Records for this exercise:
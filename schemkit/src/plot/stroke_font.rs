//! Stroked text.
//!
//! Glyphs are pen strokes in a unit em box: x grows to the right from the
//! glyph origin, y grows downward with the baseline at 0, so the body of a
//! capital letter sits at negative y. Text is emitted only as
//! `move_to`/`line_to` paths.

use std::collections::HashMap;

use super::commands::{PlotPoint, Plotter};
use crate::parser::common::{TextHJustify, TextVJustify};

/// Horizontal shear applied to italic text, per unit of height.
pub const ITALIC_TILT: f64 = 1.0 / 8.0;
/// Distance between baselines of multi-line text, in text heights.
pub const LINE_PITCH: f64 = 1.6;
/// Advance of characters the font has no glyph for, in text heights.
pub const MISSING_GLYPH_ADVANCE: f64 = 0.6;

/// Scale of the Hershey coordinate grid.
const HERSHEY_SCALE: f64 = 1.0 / 21.0;
/// Baseline shift of the Hershey grid.
const HERSHEY_OFFSET: i32 = -10;

#[derive(Debug, Clone, Default, PartialEq)]
pub struct Glyph {
    /// Pen-down polylines.
    pub strokes: Vec<Vec<(f64, f64)>>,
    pub advance: f64,
}

impl Glyph {
    /// Decode a glyph in KiCad's Hershey string encoding.
    ///
    /// The first two characters are the left and right bounds, then each
    /// pair is a coordinate relative to `R`; the pair `" R"` lifts the pen.
    pub fn from_hershey(data: &str) -> Option<Glyph> {
        let bytes = data.as_bytes();
        if bytes.len() < 2 {
            return None;
        }
        let coord = |b: u8| (b as i32) - (b'R' as i32);
        let start_x = coord(bytes[0]) as f64 * HERSHEY_SCALE;
        let end_x = coord(bytes[1]) as f64 * HERSHEY_SCALE;

        let mut strokes = Vec::new();
        let mut stroke: Vec<(f64, f64)> = Vec::new();
        for pair in bytes[2..].chunks_exact(2) {
            if pair == b" R" {
                if stroke.len() > 1 {
                    strokes.push(std::mem::take(&mut stroke));
                } else {
                    stroke.clear();
                }
                continue;
            }
            let x = coord(pair[0]) as f64 * HERSHEY_SCALE - start_x;
            let y = (coord(pair[1]) + HERSHEY_OFFSET) as f64 * HERSHEY_SCALE;
            stroke.push((x, y));
        }
        if stroke.len() > 1 {
            strokes.push(stroke);
        }

        Some(Glyph {
            strokes,
            advance: end_x - start_x,
        })
    }
}

/// Source of glyphs for stroked text.
pub trait StrokeFont {
    fn glyph(&self, c: char) -> Option<&Glyph>;
}

/// Character-to-glyph map.
#[derive(Debug, Clone, Default)]
pub struct GlyphTable {
    glyphs: HashMap<char, Glyph>,
}

impl GlyphTable {
    pub fn new() -> Self {
        Self::default()
    }

    /// Build a table from consecutive Hershey strings, the first one
    /// describing `first`. Undecodable entries are left out.
    pub fn from_hershey(first: char, data: &[&str]) -> Self {
        let mut table = GlyphTable::new();
        for (offset, s) in data.iter().enumerate() {
            let Some(c) = char::from_u32(first as u32 + offset as u32) else {
                continue;
            };
            if let Some(glyph) = Glyph::from_hershey(s) {
                table.insert(c, glyph);
            }
        }
        table
    }

    pub fn insert(&mut self, c: char, glyph: Glyph) {
        self.glyphs.insert(c, glyph);
    }

    pub fn len(&self) -> usize {
        self.glyphs.len()
    }

    pub fn is_empty(&self) -> bool {
        self.glyphs.is_empty()
    }
}

impl StrokeFont for GlyphTable {
    fn glyph(&self, c: char) -> Option<&Glyph> {
        self.glyphs.get(&c)
    }
}

/// How a run of text is laid out around its anchor.
#[derive(Debug, Clone, Copy, PartialEq)]
pub struct TextStyle {
    /// Glyph height in output units.
    pub size: f64,
    /// Degrees, counter-clockwise as seen on the plot.
    pub angle: f64,
    pub hjustify: TextHJustify,
    pub vjustify: TextVJustify,
    pub italic: bool,
}

impl Default for TextStyle {
    fn default() -> Self {
        Self {
            size: 50.0,
            angle: 0.0,
            hjustify: TextHJustify::Left,
            vjustify: TextVJustify::Bottom,
            italic: false,
        }
    }
}

/// Width of one line of text at `size`.
pub fn text_width(font: &dyn StrokeFont, line: &str, size: f64) -> f64 {
    line.chars()
        .map(|c| {
            font.glyph(c)
                .map(|g| g.advance)
                .unwrap_or(MISSING_GLYPH_ADVANCE)
        })
        .sum::<f64>()
        * size
}

/// Emit `text` as strokes anchored at `anchor`.
///
/// Lines are split on `'\n'`. The caller sets the pen width beforehand.
pub fn plot_text<P: Plotter + ?Sized>(
    plotter: &mut P,
    font: &dyn StrokeFont,
    text: &str,
    anchor: PlotPoint,
    style: &TextStyle,
) {
    if text.is_empty() {
        return;
    }

    let size = style.size;
    let lines: Vec<&str> = text.split('\n').collect();
    let block = (lines.len() - 1) as f64 * size * LINE_PITCH;
    let first_baseline = match style.vjustify {
        TextVJustify::Top => size,
        TextVJustify::Center => size / 2.0 - block / 2.0,
        TextVJustify::Bottom => -block,
    };
    let (sin, cos) = style.angle.to_radians().sin_cos();
    let place = |x: f64, y: f64| {
        PlotPoint::new(anchor.x + x * cos + y * sin, anchor.y - x * sin + y * cos)
    };

    for (row, line) in lines.iter().enumerate() {
        let baseline = first_baseline + row as f64 * size * LINE_PITCH;
        let width = text_width(font, line, size);
        let mut pen = match style.hjustify {
            TextHJustify::Left => 0.0,
            TextHJustify::Center => -width / 2.0,
            TextHJustify::Right => -width,
        };

        for c in line.chars() {
            let Some(glyph) = font.glyph(c) else {
                pen += MISSING_GLYPH_ADVANCE * size;
                continue;
            };
            for stroke in &glyph.strokes {
                for (i, &(gx, gy)) in stroke.iter().enumerate() {
                    let mut x = pen + gx * size;
                    let y = baseline + gy * size;
                    if style.italic {
                        x -= gy * size * ITALIC_TILT;
                    }
                    let p = place(x, y);
                    if i == 0 {
                        plotter.move_to(p);
                    } else {
                        plotter.line_to(p);
                    }
                }
            }
            pen += glyph.advance * size;
        }
    }
}

#[cfg(test)]
mod tests {
    use super::*;
    use crate::plot::commands::{CommandRecorder, PlotCommand};

    /// A one-stroke vertical bar of advance 16/21.
    const BAR: &str = "JZRFRY";

    fn bar_font() -> GlyphTable {
        GlyphTable::from_hershey('|', &[BAR])
    }

    #[test]
    fn test_hershey_decode() {
        let glyph = Glyph::from_hershey(BAR).unwrap();
        assert!((glyph.advance - 16.0 / 21.0).abs() < 1e-12);
        assert_eq!(glyph.strokes.len(), 1);
        let stroke = &glyph.strokes[0];
        assert_eq!(stroke.len(), 2);
        assert!((stroke[0].0 - 8.0 / 21.0).abs() < 1e-12);
        assert!((stroke[0].1 + 22.0 / 21.0).abs() < 1e-12);
        assert!((stroke[1].1 + 3.0 / 21.0).abs() < 1e-12);
    }

    #[test]
    fn test_hershey_pen_up() {
        let glyph = Glyph::from_hershey("JZRFRY RNFNY").unwrap();
        assert_eq!(glyph.strokes.len(), 2);
        assert!(Glyph::from_hershey("J").is_none());
    }

    #[test]
    fn test_text_emits_only_paths() {
        let font = bar_font();
        let mut rec = CommandRecorder::new();
        plot_text(
            &mut rec,
            &font,
            "||",
            PlotPoint::new(100.0, 100.0),
            &TextStyle::default(),
        );
        assert_eq!(rec.len(), 4);
        assert!(rec
            .commands()
            .iter()
            .all(|c| matches!(c, PlotCommand::MoveTo { .. } | PlotCommand::LineTo { .. })));
    }

    #[test]
    fn test_unknown_char_advances() {
        let font = bar_font();
        let mut rec = CommandRecorder::new();
        let style = TextStyle {
            size: 21.0,
            ..Default::default()
        };
        plot_text(&mut rec, &font, "?|", PlotPoint::new(0.0, 0.0), &style);
        assert_eq!(rec.len(), 2);
        match rec.commands()[0] {
            PlotCommand::MoveTo { to } => {
                let expected = MISSING_GLYPH_ADVANCE * 21.0 + 8.0;
                assert!((to.x - expected).abs() < 1e-9);
                assert!((to.y + 22.0).abs() < 1e-9);
            }
            ref other => panic!("unexpected {other:?}"),
        }
    }

    #[test]
    fn test_right_justify_and_rotation() {
        let font = bar_font();
        let mut rec = CommandRecorder::new();
        let style = TextStyle {
            size: 21.0,
            angle: 90.0,
            hjustify: TextHJustify::Right,
            ..Default::default()
        };
        plot_text(&mut rec, &font, "|", PlotPoint::new(0.0, 0.0), &style);
        // Local (8 - 16, -22) rotated a quarter turn counter-clockwise.
        match rec.commands()[0] {
            PlotCommand::MoveTo { to } => {
                assert!((to.x + 22.0).abs() < 1e-9);
                assert!((to.y - 8.0).abs() < 1e-9);
            }
            ref other => panic!("unexpected {other:?}"),
        }
    }

    #[test]
    fn test_text_width() {
        let font = bar_font();
        assert!((text_width(&font, "||", 21.0) - 32.0).abs() < 1e-9);
        assert_eq!(text_width(&font, "", 21.0), 0.0);
    }
}
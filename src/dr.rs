//! Double ramification cycle coefficients.
//!
//! [`StrataCache::dr_compute`] expands Pixton's formula for the DR cycle in
//! the stratum generator basis. Per stratum the coefficient is a sum over
//! edge weightings mod `m`, divisible by a fixed power of `m`; the quotient
//! is a polynomial in `m` whose constant term is the answer, recovered by
//! Lagrange interpolation. [`StrataCache::dr_compute_m`] gives the value at
//! a fixed modulus instead, and [`StrataCache::dr_reduced`] simplifies the
//! result with the 3-spin relations.
//!
//! For genus 1 with weights `(2, -2)` the five generators of degree 1 on
//! `\bar M_{1,2}` are kappa_1, psi_1, psi_2, delta_{12} and delta_{irr}
//! (the pushforward of 1 from `\bar M_{0,4}`, twice the physical locus),
//! and the cycle is `(0, 2, 2, 0, -1/24)`.

use anyhow::{bail, Result};
use num_bigint::BigInt;
use num_rational::BigRational;
use num_traits::{One, Pow, Zero};

use arith::{factorial, frac, interpolate, rat};
use rustc_hash::FxHashSet;

use crate::moduli::ModuliType;
use crate::strata::{SparseRel, StrataCache};

/// Walk all assignments of a weight in `0..m` to each of `ne` edges.
fn for_each_assignment(ne: usize, m: i64, mut f: impl FnMut(&[i64])) {
    let mut wd = vec![0i64; ne];
    loop {
        f(&wd);
        let mut idx = 0;
        while idx < ne {
            wd[idx] += 1;
            if wd[idx] < m {
                break;
            }
            wd[idx] = 0;
            idx += 1;
        }
        if idx == ne {
            return;
        }
    }
}

fn int_pow(base: i64, exp: usize) -> BigInt {
    BigInt::from(base).pow(exp as u32)
}

/// Reduce `vec` against a row-echelon basis of relations.
pub fn reduce_with_rels(basis: &[Vec<BigRational>], vec: &[BigRational]) -> Vec<BigRational> {
    let mut vec2 = vec.to_vec();
    for row in basis {
        if let Some(i) = row.iter().position(|x| !x.is_zero()) {
            if !vec2[i].is_zero() {
                let factor = &vec2[i] / &row[i];
                for (v, r) in vec2.iter_mut().zip(row) {
                    *v -= &factor * r;
                }
            }
        }
    }
    vec2
}
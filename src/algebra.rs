//! Multiplication in the strata algebra and basis conversions.
//!
//! Products of generators are computed through the contraction table: each
//! pair of pure strata contracting to a common degeneration contributes
//! excess-intersection terms, with psi classes from the shared edges and
//! kappa/psi decorations redistributed over the common graph in every
//! possible way.

use std::sync::Arc;

use anyhow::{bail, Result};
use num_rational::BigRational;
use num_traits::{One, Zero};

use arith::{rat, simplify_sparse};

use crate::graph::Graph;
use crate::isomorphism::graph_isomorphic;
use crate::moduli::{dim_form, ModuliType};
use crate::poly::Poly;
use crate::strata::{SparseRel, StrataCache, StrataKey};

/// The marking tuple for `n` points with the first `symm` symmetrized:
/// `symm` copies of label 1 followed by distinct labels starting at 2.
pub fn get_marks(n: usize, symm: usize) -> Vec<u32> {
    if symm == 0 {
        (1..=n as u32).collect()
    } else {
        let mut v = vec![1u32; symm];
        v.extend(2..=(n.saturating_sub(symm) + 1) as u32);
        v
    }
}

/// Cartesian product of independent choice lists. An empty list of lists
/// yields a single empty choice.
pub(crate) fn choice_products<T: Clone>(choices: &[Vec<T>]) -> Vec<Vec<T>> {
    let mut out: Vec<Vec<T>> = vec![Vec::new()];
    for c in choices {
        out = out
            .into_iter()
            .flat_map(|prefix| {
                c.iter().map(move |x| {
                    let mut p = prefix.clone();
                    p.push(x.clone());
                    p
                })
            })
            .collect();
    }
    out
}

fn vertex_degree_and_dim_used(graph: &Graph, i: usize, r: usize) -> (i64, i64) {
    let mut deg = 0;
    let mut dim_used = 0;
    for j in 1..=r {
        dim_used += j as i64 * graph.genus[i].coeff(j);
    }
    for e in &graph.edges {
        dim_used += e.ends[i].coeff(1) + e.ends[i].coeff(2);
        deg += e.ends[i].coeff(0);
    }
    (deg, dim_used)
}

What you should do:
To answer, copy each line from the material above that has the word "common".

Answer area:
use crate::parser::common::{TextHJustify, TextVJustify};
//! pair of pure strata contracting to a common degeneration contributes
//! kappa/psi decorations redistributed over the common graph in every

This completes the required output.